Bring back the Interwebs
Creating our own beautifully messy corners of the internet
Yeah, I know it’s been a while. Hi, how are you? Hope the month was good to you and you had profound revelations about your life that would rival those of ancient mathematicians swinging their temple bells in public after jumping out of a bathtub.
I have been so distracted the past few weeks, and it is not without reason. I delivered the website projects I had to, wrote a nice little blog post and hosted a few online discussion sessions.
In the midst of all this, I thought it would be a good idea to work on my personal website, which had been languishing in the prehistoric horrors of the phrase ‘the cobbler’s kids have no shoes’.
The way my brain works, I would’ve never gotten to it if I had not constrained myself to do it. I am the carrot and I am the stick.

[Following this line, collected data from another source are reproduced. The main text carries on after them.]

//! Root crate facade for the QuickNote core library and desktop editor.

pub use quicknote_core::{
    config, error, format, markdown, syntax, text, theme, CodeBlockInfo, ColorToken, CoreError,
    EditorConfig, FontRole, FontScale, HighlightPass, HighlightResult, ImageInfo,
    MarkdownStyleEngine, Palette, SourcePositionMapper, StylePatch, StyleSheet, StyleTarget,
    StyledRange, SyntaxColorizer,
};

#[cfg(feature = "gui")]
/// Desktop editor crate (feature-gated).
pub use quicknote_gui as gui;
//! Error types for the desktop editor.
use std::path::PathBuf;
use thiserror::Error;

/// Desktop editor error type.
#[derive(Error, Debug)]
pub enum GuiError {
    #[error("I/O error on {path}: {source}")]
    Io {
        path: PathBuf,
        #[source]
        source: std::io::Error,
    },

    #[error("Image decode error for {path}: {message}")]
    ImageDecode { path: PathBuf, message: String },

    #[error("Unsupported image location: {0}")]
    UnsupportedLocation(String),

    #[error("No note file configured; set QUICKNOTE_NOTE")]
    NoNote,
}

impl GuiError {
    pub(crate) fn io(path: impl Into<PathBuf>, source: std::io::Error) -> Self {
        Self::Io {
            path: path.into(),
            source,
        }
    }
}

Which, of course, meant that I got distracted and kept thinking about my first contacts with the alien world called the Internet.

At the age of 13, puberty was knocking at the bedroom doors of boys who were huddled together around a flickering CRT monitor, trying to study what goes inside where and why in the hell everyone was shouting– but it took the scenic route to reach me. While I waited for my hormones to get their shit together, I focused all the energy I had on making this website called Graffiti on a free hosting platform called sitesled.com. I had imbued it with all the things that caught my fancy, namely: Dragons, Linkin Park, Dragon Ball Z and Emma Watson.
Every Sunday, I would cycle to the Rs. 10 per hour cyber cafes and update the site with diatribes on my love for these things. The topics were not the same as what I’ve listed below, but they embodied the spirit:
How to tell a dragon and a wyvern apart?
What is the point of yamcha in dbz?
EMMA! Marry me plz <3
That sitebuilder is long gone. The domain now leads to a shady Thai football news site, and even that stopped updating a decade ago. Even Wayback Machine was no help at all in recovering the site, but snooping through my very first gmail account (this and Orkut I got via invites. Remember Orkut?), I found lurking in my drafts were html files dated October 2007.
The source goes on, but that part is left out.